*What to produce:* Return the full listing, keeping every line exactly as it is.
^^^^^^^^^^^^^^^^
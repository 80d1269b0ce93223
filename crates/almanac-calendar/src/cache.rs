//! Explicit memoization of expanded occurrences.

use std::collections::HashMap;

use crate::expand::{DateWindow, ExpansionOptions, expand_event};
use crate::model::{BaseEvent, Deviation, DeviationsByEvent, Occurrence};

/// Cache of per-event expansions keyed by event id and window.
///
/// Expansion is deterministic, so an entry stays valid until the event or
/// one of its deviations changes. The owner must call
/// [`OccurrenceCache::invalidate_event`] when that happens.
#[derive(Debug, Default)]
pub struct OccurrenceCache {
    options: ExpansionOptions,
    entries: HashMap<(String, DateWindow), Vec<Occurrence>>,
}

impl OccurrenceCache {
    #[must_use]
    pub fn new(options: ExpansionOptions) -> Self {
        Self {
            options,
            entries: HashMap::new(),
        }
    }

    /// ## Summary
    /// Returns the cached expansion of `event` over `window`, expanding on a miss.
    pub fn get_or_expand(
        &mut self,
        event: &BaseEvent,
        window: DateWindow,
        deviations: &[Deviation],
    ) -> &[Occurrence] {
        let options = self.options;
        self.entries
            .entry((event.id.clone(), window))
            .or_insert_with(|| {
                tracing::trace!(event_id = %event.id, "Occurrence cache miss");
                expand_event(event, window, deviations, options)
            })
    }

    /// ## Summary
    /// Cached equivalent of [`crate::expand::expand_recurring_events_with_options`].
    pub fn expand_all(
        &mut self,
        events: &[BaseEvent],
        window: DateWindow,
        deviations: &DeviationsByEvent,
    ) -> Vec<Occurrence> {
        let mut occurrences = Vec::new();
        for event in events {
            let event_deviations = deviations.get(&event.id).map_or(&[][..], Vec::as_slice);
            occurrences.extend_from_slice(self.get_or_expand(event, window, event_deviations));
        }
        occurrences
    }

    /// Drops every window cached for `event_id`, returning how many were removed.
    pub fn invalidate_event(&mut self, event_id: &str) -> usize {
        let before = self.entries.len();
        self.entries.retain(|(id, _), _| id != event_id);
        let removed = before - self.entries.len();
        tracing::trace!(event_id = %event_id, removed, "Invalidated cached occurrences");
        removed
    }

    pub fn invalidate_all(&mut self) {
        self.entries.clear();
    }

    #[must_use]
    pub fn len(&self) -> usize {
        self.entries.len()
    }

    #[must_use]
    pub fn is_empty(&self) -> bool {
        self.entries.is_empty()
    }
}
^^^^^^^^^^^^^^^^
*Answer for this exercise:*
repository 80d1269b0ce93223
filename crates/almanac-calendar/src/cache.rs
//! Explicit memoization of expanded occurrences.

use std::collections::HashMap;

use crate::expand::{DateWindow, ExpansionOptions, expand_event};
use crate::model::{BaseEvent, Deviation, DeviationsByEvent, Occurrence};

/// Cache of per-event expansions keyed by event id and window.
///
/// Expansion is deterministic, so an entry stays valid until the event or
/// one of its deviations changes. The owner must call
/// [`OccurrenceCache::invalidate_event`] when that happens.
#[derive(Debug, Default)]
pub struct OccurrenceCache {
    options: ExpansionOptions,
    entries: HashMap<(String, DateWindow), Vec<Occurrence>>,
}

impl OccurrenceCache {
    #[must_use]
    pub fn new(options: ExpansionOptions) -> Self {
        Self {
            options,
            entries: HashMap::new(),
        }
    }

    /// ## Summary
    /// Returns the cached expansion of `event` over `window`, expanding on a miss.
    pub fn get_or_expand(
        &mut self,
        event: &BaseEvent,
        window: DateWindow,
        deviations: &[Deviation],
    ) -> &[Occurrence] {
        let options = self.options;
        self.entries
            .entry((event.id.clone(), window))
            .or_insert_with(|| {
                tracing::trace!(event_id = %event.id, "Occurrence cache miss");
                expand_event(event, window, deviations, options)
            })
    }

    /// ## Summary
    /// Cached equivalent of [`crate::expand::expand_recurring_events_with_options`].
    pub fn expand_all(
        &mut self,
        events: &[BaseEvent],
        window: DateWindow,
        deviations: &DeviationsByEvent,
    ) -> Vec<Occurrence> {
        let mut occurrences = Vec::new();
        for event in events {
            let event_deviations = deviations.get(&event.id).map_or(&[][..], Vec::as_slice);
            occurrences.extend_from_slice(self.get_or_expand(event, window, event_deviations));
        }
        occurrences
    }

    /// Drops every window cached for `event_id`, returning how many were removed.
    pub fn invalidate_event(&mut self, event_id: &str) -> usize {
        let before = self.entries.len();
        self.entries.retain(|(id, _), _| id != event_id);
        let removed = before - self.entries.len();
        tracing::trace!(event_id = %event_id, removed, "Invalidated cached occurrences");
        removed
    }

    pub fn invalidate_all(&mut self) {
        self.entries.clear();
    }

    #[must_use]
    pub fn len(&self) -> usize {
        self.entries.len()
    }

    #[must_use]
    pub fn is_empty(&self) -> bool {
        self.entries.is_empty()
    }
}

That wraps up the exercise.